WHAT YOU WILL DO: For the entries below, how many lines include the word "SubstanceName"? Give the figure and nothing more.

= = = =

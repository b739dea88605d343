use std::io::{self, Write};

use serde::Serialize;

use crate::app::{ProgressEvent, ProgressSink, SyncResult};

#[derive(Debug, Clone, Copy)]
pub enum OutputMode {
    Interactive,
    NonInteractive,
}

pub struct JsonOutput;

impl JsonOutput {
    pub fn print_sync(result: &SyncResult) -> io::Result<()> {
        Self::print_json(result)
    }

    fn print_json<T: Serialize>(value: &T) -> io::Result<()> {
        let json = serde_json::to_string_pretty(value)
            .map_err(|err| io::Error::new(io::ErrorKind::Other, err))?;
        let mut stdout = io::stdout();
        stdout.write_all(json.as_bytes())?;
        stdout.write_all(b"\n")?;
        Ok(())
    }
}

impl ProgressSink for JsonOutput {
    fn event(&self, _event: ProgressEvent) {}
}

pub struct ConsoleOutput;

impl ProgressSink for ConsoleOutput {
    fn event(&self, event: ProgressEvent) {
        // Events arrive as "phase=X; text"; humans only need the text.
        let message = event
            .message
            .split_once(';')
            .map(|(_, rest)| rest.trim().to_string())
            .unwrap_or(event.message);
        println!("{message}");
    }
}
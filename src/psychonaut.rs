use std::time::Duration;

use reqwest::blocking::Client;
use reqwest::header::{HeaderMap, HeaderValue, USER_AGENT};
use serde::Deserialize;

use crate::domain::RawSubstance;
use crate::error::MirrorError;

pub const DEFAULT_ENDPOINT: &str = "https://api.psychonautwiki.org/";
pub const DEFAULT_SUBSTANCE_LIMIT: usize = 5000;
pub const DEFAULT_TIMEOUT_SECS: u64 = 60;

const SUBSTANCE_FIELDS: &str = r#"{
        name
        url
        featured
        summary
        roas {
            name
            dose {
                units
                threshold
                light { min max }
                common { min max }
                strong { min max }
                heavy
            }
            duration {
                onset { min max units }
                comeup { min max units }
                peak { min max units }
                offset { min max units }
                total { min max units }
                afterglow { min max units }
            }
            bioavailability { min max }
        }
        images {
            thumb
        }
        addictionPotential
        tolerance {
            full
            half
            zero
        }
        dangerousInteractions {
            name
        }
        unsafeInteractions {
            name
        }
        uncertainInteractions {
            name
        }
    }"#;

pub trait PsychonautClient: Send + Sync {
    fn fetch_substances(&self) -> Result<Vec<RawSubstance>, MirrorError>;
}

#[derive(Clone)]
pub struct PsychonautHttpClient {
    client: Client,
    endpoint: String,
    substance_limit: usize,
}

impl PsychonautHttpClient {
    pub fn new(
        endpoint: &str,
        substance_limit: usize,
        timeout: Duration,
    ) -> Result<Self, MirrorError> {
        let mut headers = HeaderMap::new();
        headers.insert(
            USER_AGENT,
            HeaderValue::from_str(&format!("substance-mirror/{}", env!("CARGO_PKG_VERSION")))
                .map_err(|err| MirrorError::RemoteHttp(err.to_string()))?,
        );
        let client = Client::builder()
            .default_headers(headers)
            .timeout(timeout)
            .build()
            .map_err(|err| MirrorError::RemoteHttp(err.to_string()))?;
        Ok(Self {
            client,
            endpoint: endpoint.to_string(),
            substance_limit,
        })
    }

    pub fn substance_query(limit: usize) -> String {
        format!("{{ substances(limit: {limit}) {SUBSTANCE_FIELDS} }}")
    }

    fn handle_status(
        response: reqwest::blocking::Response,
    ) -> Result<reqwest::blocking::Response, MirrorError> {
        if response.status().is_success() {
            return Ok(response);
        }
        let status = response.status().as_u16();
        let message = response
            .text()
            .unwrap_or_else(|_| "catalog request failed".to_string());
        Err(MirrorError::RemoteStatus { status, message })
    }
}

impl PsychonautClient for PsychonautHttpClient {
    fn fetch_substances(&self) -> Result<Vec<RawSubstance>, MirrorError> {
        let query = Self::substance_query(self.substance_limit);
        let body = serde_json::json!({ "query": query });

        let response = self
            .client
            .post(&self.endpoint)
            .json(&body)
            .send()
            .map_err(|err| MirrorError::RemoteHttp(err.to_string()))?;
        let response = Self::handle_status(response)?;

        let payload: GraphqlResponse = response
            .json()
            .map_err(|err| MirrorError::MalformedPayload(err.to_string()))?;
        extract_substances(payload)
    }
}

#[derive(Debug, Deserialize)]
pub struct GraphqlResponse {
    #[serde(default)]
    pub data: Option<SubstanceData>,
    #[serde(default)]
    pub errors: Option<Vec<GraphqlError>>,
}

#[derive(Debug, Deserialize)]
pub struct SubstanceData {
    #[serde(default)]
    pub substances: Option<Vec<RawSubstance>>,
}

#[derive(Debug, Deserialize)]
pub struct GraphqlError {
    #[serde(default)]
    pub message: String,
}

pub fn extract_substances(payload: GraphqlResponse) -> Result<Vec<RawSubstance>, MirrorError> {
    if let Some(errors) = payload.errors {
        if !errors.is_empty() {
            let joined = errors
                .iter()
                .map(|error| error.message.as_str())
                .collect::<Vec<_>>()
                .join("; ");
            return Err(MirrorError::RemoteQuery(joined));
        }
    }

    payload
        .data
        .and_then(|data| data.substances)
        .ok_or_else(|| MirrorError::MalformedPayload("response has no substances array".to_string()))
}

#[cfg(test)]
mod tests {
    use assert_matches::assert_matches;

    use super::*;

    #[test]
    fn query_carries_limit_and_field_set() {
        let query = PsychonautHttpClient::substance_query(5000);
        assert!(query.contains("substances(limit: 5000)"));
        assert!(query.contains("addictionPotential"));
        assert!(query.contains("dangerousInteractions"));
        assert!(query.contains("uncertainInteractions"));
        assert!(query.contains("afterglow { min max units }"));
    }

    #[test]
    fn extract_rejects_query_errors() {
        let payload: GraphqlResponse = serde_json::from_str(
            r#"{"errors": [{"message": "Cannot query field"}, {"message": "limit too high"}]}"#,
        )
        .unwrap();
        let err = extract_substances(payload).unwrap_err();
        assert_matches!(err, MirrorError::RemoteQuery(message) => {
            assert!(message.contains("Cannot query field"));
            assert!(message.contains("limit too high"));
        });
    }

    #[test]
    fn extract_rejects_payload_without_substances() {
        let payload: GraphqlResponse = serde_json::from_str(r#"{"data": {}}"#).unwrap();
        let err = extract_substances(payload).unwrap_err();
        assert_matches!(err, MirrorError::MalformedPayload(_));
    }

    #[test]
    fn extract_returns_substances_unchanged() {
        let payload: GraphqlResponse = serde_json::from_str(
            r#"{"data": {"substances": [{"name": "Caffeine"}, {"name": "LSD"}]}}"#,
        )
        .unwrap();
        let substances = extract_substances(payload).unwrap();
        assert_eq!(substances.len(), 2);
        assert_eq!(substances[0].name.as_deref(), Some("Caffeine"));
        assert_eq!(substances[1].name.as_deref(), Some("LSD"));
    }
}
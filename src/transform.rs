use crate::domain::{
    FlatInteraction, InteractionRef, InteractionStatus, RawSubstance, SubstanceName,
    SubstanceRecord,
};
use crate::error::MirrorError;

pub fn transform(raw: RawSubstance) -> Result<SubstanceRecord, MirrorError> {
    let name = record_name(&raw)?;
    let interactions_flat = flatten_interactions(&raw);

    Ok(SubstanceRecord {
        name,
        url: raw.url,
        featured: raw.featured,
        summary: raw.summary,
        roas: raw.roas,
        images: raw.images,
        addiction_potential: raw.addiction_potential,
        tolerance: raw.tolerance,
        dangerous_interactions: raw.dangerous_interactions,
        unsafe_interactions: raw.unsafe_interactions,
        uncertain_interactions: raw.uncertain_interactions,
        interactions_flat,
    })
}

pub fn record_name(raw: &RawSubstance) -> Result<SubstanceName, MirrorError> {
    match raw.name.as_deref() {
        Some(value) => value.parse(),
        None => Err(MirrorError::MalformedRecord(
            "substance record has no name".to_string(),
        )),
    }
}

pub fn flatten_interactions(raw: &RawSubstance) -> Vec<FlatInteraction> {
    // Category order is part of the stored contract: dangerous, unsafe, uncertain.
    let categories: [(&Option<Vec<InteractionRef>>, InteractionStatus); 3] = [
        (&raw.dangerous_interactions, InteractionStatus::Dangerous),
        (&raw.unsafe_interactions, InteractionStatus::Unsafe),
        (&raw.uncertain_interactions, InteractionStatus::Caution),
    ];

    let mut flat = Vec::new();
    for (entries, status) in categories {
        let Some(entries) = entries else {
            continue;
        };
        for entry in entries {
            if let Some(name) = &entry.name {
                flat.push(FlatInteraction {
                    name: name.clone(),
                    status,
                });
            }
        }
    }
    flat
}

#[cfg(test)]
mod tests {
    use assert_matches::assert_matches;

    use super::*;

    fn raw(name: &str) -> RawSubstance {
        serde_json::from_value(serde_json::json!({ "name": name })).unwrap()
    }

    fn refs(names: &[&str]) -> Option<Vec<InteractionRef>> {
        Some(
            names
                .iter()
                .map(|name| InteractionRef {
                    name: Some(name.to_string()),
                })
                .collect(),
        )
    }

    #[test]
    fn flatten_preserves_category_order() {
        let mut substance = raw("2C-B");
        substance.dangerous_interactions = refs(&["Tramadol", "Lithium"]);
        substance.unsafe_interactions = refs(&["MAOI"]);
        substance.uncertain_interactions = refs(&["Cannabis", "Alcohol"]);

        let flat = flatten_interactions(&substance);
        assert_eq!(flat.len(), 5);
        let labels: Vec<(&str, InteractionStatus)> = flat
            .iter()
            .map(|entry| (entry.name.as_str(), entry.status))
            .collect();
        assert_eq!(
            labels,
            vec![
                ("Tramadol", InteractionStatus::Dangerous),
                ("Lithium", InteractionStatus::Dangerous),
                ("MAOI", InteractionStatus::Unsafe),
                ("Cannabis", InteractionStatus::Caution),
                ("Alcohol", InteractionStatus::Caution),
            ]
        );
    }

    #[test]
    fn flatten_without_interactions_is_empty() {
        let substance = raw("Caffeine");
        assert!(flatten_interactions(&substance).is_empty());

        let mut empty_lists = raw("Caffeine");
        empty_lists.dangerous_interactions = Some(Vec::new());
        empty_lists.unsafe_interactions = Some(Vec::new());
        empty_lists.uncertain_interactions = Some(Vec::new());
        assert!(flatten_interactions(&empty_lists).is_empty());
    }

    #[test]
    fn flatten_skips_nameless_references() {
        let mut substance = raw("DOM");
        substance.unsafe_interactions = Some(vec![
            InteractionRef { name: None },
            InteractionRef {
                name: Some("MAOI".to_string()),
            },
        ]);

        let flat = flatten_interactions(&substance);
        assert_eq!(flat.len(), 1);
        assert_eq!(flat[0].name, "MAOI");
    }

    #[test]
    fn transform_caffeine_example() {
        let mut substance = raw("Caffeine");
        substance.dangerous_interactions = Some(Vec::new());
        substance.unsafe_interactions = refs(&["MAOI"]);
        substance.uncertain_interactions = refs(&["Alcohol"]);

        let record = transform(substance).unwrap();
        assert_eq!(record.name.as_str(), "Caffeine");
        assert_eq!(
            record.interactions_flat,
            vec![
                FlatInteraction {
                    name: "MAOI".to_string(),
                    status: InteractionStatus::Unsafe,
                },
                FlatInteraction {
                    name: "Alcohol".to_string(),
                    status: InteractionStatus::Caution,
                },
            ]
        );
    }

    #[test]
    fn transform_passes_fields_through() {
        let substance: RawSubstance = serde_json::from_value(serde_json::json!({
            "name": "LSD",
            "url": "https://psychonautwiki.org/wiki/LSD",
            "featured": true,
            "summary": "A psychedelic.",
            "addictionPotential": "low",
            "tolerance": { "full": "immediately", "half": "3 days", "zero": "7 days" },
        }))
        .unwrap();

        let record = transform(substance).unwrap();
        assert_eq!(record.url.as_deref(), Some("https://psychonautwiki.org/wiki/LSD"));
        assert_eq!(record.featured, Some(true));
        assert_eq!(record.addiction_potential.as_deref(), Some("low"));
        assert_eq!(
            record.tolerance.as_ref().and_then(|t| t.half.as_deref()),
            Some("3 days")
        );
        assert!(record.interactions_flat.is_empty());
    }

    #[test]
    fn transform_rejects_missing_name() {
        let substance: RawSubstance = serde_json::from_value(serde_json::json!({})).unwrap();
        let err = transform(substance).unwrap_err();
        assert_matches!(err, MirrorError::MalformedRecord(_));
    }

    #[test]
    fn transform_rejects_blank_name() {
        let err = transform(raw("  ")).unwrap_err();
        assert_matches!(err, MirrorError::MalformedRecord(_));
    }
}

= = = =

ANSWER TO THE EXERCISE: 2